Por otro lado, en la humilde cabaña donde vivía Mahianela y su familia, se encontraba reunida junto al abogado y todos los integrantes de su familia. Mahi, no quería nada que le perteneciera a ese hombre, ella se rehusaba aceptar aquel dinero. En lo que le restara de vida quería volver a tener que pisar ese lugar.
—Mahi no seas tonta—, gruñó su padre mirándole con ojos afilados.
—¿Estás segura Mahi que no quieres nada?
—Muy segura señor abogado, haga lo que tenga que hacer con ese dinero, yo no quiero nada—, el abogado se levantó.
—Te haré otra visita cuando tenga redactado el documento donde cedes todo a las fundaciones—, dicho eso se despidió de todos. El padre de Mahi salió tras del abogado y le pidió un poco de tiempo mientras convencía a su hija que aceptará el dinero. Este no se negó, le dio dos semanas para que pudiera convencerla, de lo contrario, en dos semanas volvería y si no aceptaba, Mahianela debía firmar el documento donde cedía todo sus vienes.
Una vez que su padre ingresó la tomó de los brazos, la levantó y rugiendo dijo.
—Vas aceptar ese dinero o de lo contrario…
—Ya no la amenaces—, intervino su madre —Es suficiente con el sacrificio que hizo al casarse con ese viejo —No voy a permitir que sigas obligando a mi hija hacer cosas que no quiere, ya no—, dijo llevando su mano al pecho. Al ver a su madre caer hacia atrás, Mahianela corrió ayudarla.
La vida de Mahianela no pudo ir peor después de la recaída de su madre. Toda la culpa y responsabilidad de lo sucedido recayó sobre ella, así se lo hizo ver su padre. La culpó de todo, cosa que la destrozó e hizo sentir más miserable de lo que ya se sentía.

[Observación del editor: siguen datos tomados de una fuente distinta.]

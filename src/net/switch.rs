//! SDN 交换机
//!
//! 交换机只按流表转发：流表项由控制器通过 `FlowPathSetup` 事件安装。
//! 未知流、`UncontrolledFin` 送往控制器；控制器的控制消息由可替换的
//! [`ControlHandler`] 消费。

use std::collections::BTreeMap;
use std::fmt;

use tracing::{debug, info, trace};

use super::departure::DepartureFromSwitch;
use super::id::{FlowId, LinkId, NodeId};
use super::network::Network;
use super::node::{Node, NodeKind};
use super::packet::{ControlMessage, Packet};
use super::segment::{CongestionFields, Segment, SegmentKind};
use crate::queue::BufferToken;
use crate::sim::{SimError, SimTime, Simulator};

/// 流表：流 -> 下一跳
#[derive(Debug, Default, Clone)]
pub struct FlowTable {
    entries: BTreeMap<FlowId, NodeId>,
}

impl FlowTable {
    pub fn next_hop(&self, flow: FlowId) -> Option<NodeId> {
        self.entries.get(&flow).copied()
    }

    pub fn contains(&self, flow: FlowId) -> bool {
        self.entries.contains_key(&flow)
    }

    pub fn len(&self) -> usize {
        self.entries.len()
    }

    pub fn is_empty(&self) -> bool {
        self.entries.is_empty()
    }

    pub fn iter(&self) -> impl Iterator<Item = (FlowId, NodeId)> + '_ {
        self.entries.iter().map(|(f, n)| (*f, *n))
    }

    fn install(&mut self, switch: NodeId, flow: FlowId, next_hop: NodeId) -> Result<(), SimError> {
        if self.entries.contains_key(&flow) {
            return Err(SimError::DuplicateFlowEntry { switch, flow });
        }
        self.entries.insert(flow, next_hop);
        Ok(())
    }
}

/// 接入端口：去往主机的下行链路与主机的上行链路
#[derive(Debug, Clone, Copy, PartialEq, Eq)]
pub struct AccessPort {
    pub down: LinkId,
    pub up: LinkId,
}

/// 交换机对控制器消息的处理策略
pub trait ControlHandler: Send + fmt::Debug {
    /// 消费一条控制消息
    fn on_control_message(
        &mut self,
        switch: NodeId,
        ports: &BTreeMap<NodeId, AccessPort>,
        msg: ControlMessage,
        now: SimTime,
        net: &mut Network,
    ) -> Result<(), SimError>;

    /// 广播 CTRL 复制给某个主机之前，按主机填写节奏字段
    fn annotate_broadcast(&self, host: NodeId, seg: &mut Segment);
}

/// 默认策略：把令牌装到主机上行缓冲区，并按令牌填写 CTRL 字段
#[derive(Debug, Default, Clone)]
pub struct TokenBroadcast {
    tokens: BTreeMap<NodeId, BufferToken>,
}

impl ControlHandler for TokenBroadcast {
    fn on_control_message(
        &mut self,
        switch: NodeId,
        ports: &BTreeMap<NodeId, AccessPort>,
        msg: ControlMessage,
        now: SimTime,
        net: &mut Network,
    ) -> Result<(), SimError> {
        debug!(?switch, tokens = msg.tokens.len(), "🎟️  更新令牌调度");
        for (&host, port) in ports {
            let token = msg.tokens.get(&host).copied();
            net.link_mut(port.up)?
                .buffer
                .update_token_list(now, host, token);
        }
        self.tokens = msg.tokens;
        Ok(())
    }

    fn annotate_broadcast(&self, host: NodeId, seg: &mut Segment) {
        let cc = seg.cc.get_or_insert_with(CongestionFields::default);
        match self.tokens.get(&host) {
            Some(token) if token.active => {
                cc.time_to_next_cycle = token.initial_cycle_delay.after(cc.big_rtt);
                cc.interval = cc.big_rtt;
                cc.initial_delay = token.steady_cycle_delay;
            }
            _ => {
                cc.time_to_next_cycle = cc.big_rtt;
                cc.interval = cc.big_rtt;
                cc.initial_delay = SimTime::ZERO;
            }
        }
    }
}

/// 转发节点接口
pub trait ForwardingNode: Node + fmt::Debug {
    fn recv_packet(
        &mut self,
        pkt: Packet,
        sim: &mut Simulator,
        net: &mut Network,
    ) -> Result<(), SimError>;

    fn install_flow_entry(&mut self, flow: FlowId, next_hop: NodeId) -> Result<(), SimError>;

    fn flow_table(&self) -> &FlowTable;

    fn attach_host(&mut self, host: NodeId, port: AccessPort);

    fn attach_switch(&mut self, neighbor: NodeId, link: LinkId);

    fn attach_controller(&mut self, controller: NodeId, link: LinkId);
}

#[derive(Debug)]
pub struct SdnSwitch {
    id: NodeId,
    name: String,
    access: BTreeMap<NodeId, AccessPort>,
    network: BTreeMap<NodeId, LinkId>,
    control: Option<(NodeId, LinkId)>,
    flow_table: FlowTable,
    handler: Box<dyn ControlHandler>,
}

impl SdnSwitch {
    pub fn new(id: NodeId, name: impl Into<String>, handler: Box<dyn ControlHandler>) -> Self {
        Self {
            id,
            name: name.into(),
            access: BTreeMap::new(),
            network: BTreeMap::new(),
            control: None,
            flow_table: FlowTable::default(),
            handler,
        }
    }

    /// 入队到出链路并调度离开事件；缓冲区满则记录丢包
    fn forward(
        &self,
        link: LinkId,
        pkt: Packet,
        sim: &mut Simulator,
        net: &mut Network,
        operation: &'static str,
    ) -> Result<(), SimError> {
        let now = sim.now();
        if let Some(depart) = net.enqueue_on(link, &pkt, now, "SdnSwitch", operation)? {
            sim.schedule(
                depart,
                DepartureFromSwitch {
                    switch: self.id,
                    link,
                    pkt,
                    enqueued_at: now,
                },
            )?;
        }
        Ok(())
    }

    fn to_controller(
        &self,
        pkt: Packet,
        sim: &mut Simulator,
        net: &mut Network,
    ) -> Result<(), SimError> {
        let (_, link) = self.control.ok_or_else(|| {
            SimError::Config(format!("switch {} has no control link", self.name))
        })?;
        trace!("⬆️  送往控制器");
        self.forward(link, pkt, sim, net, "to_controller")
    }

    fn broadcast(
        &self,
        seg: Segment,
        sim: &mut Simulator,
        net: &mut Network,
    ) -> Result<(), SimError> {
        trace!(hosts = self.access.len(), "📣 广播 CTRL");
        for (&host, port) in &self.access {
            let mut copy = seg.clone();
            copy.dst = host;
            self.handler.annotate_broadcast(host, &mut copy);
            self.forward(port.down, Packet::Segment(copy), sim, net, "broadcast")?;
        }
        Ok(())
    }
}

impl Node for SdnSwitch {
    fn id(&self) -> NodeId {
        self.id
    }

    fn name(&self) -> &str {
        &self.name
    }

    fn kind(&self) -> NodeKind {
        NodeKind::Switch
    }
}

impl ForwardingNode for SdnSwitch {
    #[tracing::instrument(skip(self, pkt, sim, net), fields(node_name = %self.name, node_id = ?self.id))]
    fn recv_packet(
        &mut self,
        pkt: Packet,
        sim: &mut Simulator,
        net: &mut Network,
    ) -> Result<(), SimError> {
        let seg = match pkt {
            Packet::Control(msg) => {
                info!("📨 收到控制消息");
                net.stats.control_messages = net.stats.control_messages.saturating_add(1);
                return self
                    .handler
                    .on_control_message(self.id, &self.access, msg, sim.now(), net);
            }
            Packet::Segment(seg) => seg,
        };
        trace!(kind = ?seg.kind, seq = seg.seq, flow = ?seg.flow_id, dst = ?seg.dst, "🔀 Switch 收到段");

        if seg.is_broadcast() {
            return self.broadcast(seg, sim, net);
        }
        if let Some(port) = self.access.get(&seg.dst) {
            let down = port.down;
            return self.forward(down, Packet::Segment(seg), sim, net, "to_host");
        }
        if seg.kind == SegmentKind::UncontrolledFin {
            return self.to_controller(Packet::Segment(seg), sim, net);
        }
        match self.flow_table.next_hop(seg.flow_id) {
            Some(next) => {
                let link = *self.network.get(&next).ok_or(SimError::UnknownLink {
                    from: self.id,
                    to: next,
                })?;
                self.forward(link, Packet::Segment(seg), sim, net, "to_switch")
            }
            None => self.to_controller(Packet::Segment(seg), sim, net),
        }
    }

    fn install_flow_entry(&mut self, flow: FlowId, next_hop: NodeId) -> Result<(), SimError> {
        debug!(switch = %self.name, ?flow, ?next_hop, "📋 安装流表项");
        self.flow_table.install(self.id, flow, next_hop)
    }

    fn flow_table(&self) -> &FlowTable {
        &self.flow_table
    }

    fn attach_host(&mut self, host: NodeId, port: AccessPort) {
        self.access.insert(host, port);
    }

    fn attach_switch(&mut self, neighbor: NodeId, link: LinkId) {
        self.network.insert(neighbor, link);
    }

    fn attach_controller(&mut self, controller: NodeId, link: LinkId) {
        self.control = Some((controller, link));
    }
}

Mahianela se vio obligada a aceptar el dinero que el señor Antonio Marshall había dejado, incluso se vio forzada a contraer matrimonio con Ernesto Marshall, pues el padre de este había agilizado las cosas para que su madre obtuviera el trasplante de corazón.
Octavio sabía que con ese gesto los Burgos estarían agradecidos, y Ramiro Burgos haría todo para agradecerle ese favor. Al ser un campesino ignorante que solo había aprendido a sumar y unos cuatros ganchos se dejó convencer por el tiburón de, Octavio Marshall.
Los Burgos y Marshall llegaron a un acuerdo, un acuerdo que favorecía a las dos familias, y ese acuerdo fue que sus hijos se unieran en matrimonio.
Para Ramiro no fue difícil convencer a Mahianela, tenía un fuerte dominio hacia ella, que su palabra era ley, y su hija solo acataba las órdenes. En cuanto a Octavio, él si la tuvo más difícil ya que, Ernesto tenía novia y no pensaba abandonarla por nada del mundo, por eso se vio obligado a mover algunas fichas en la ciudad para que su hijo se desilusionara de aquella mujer y aceptara el compromiso con Mahianela. Después de haber conseguido su propósito, continúo con los planes.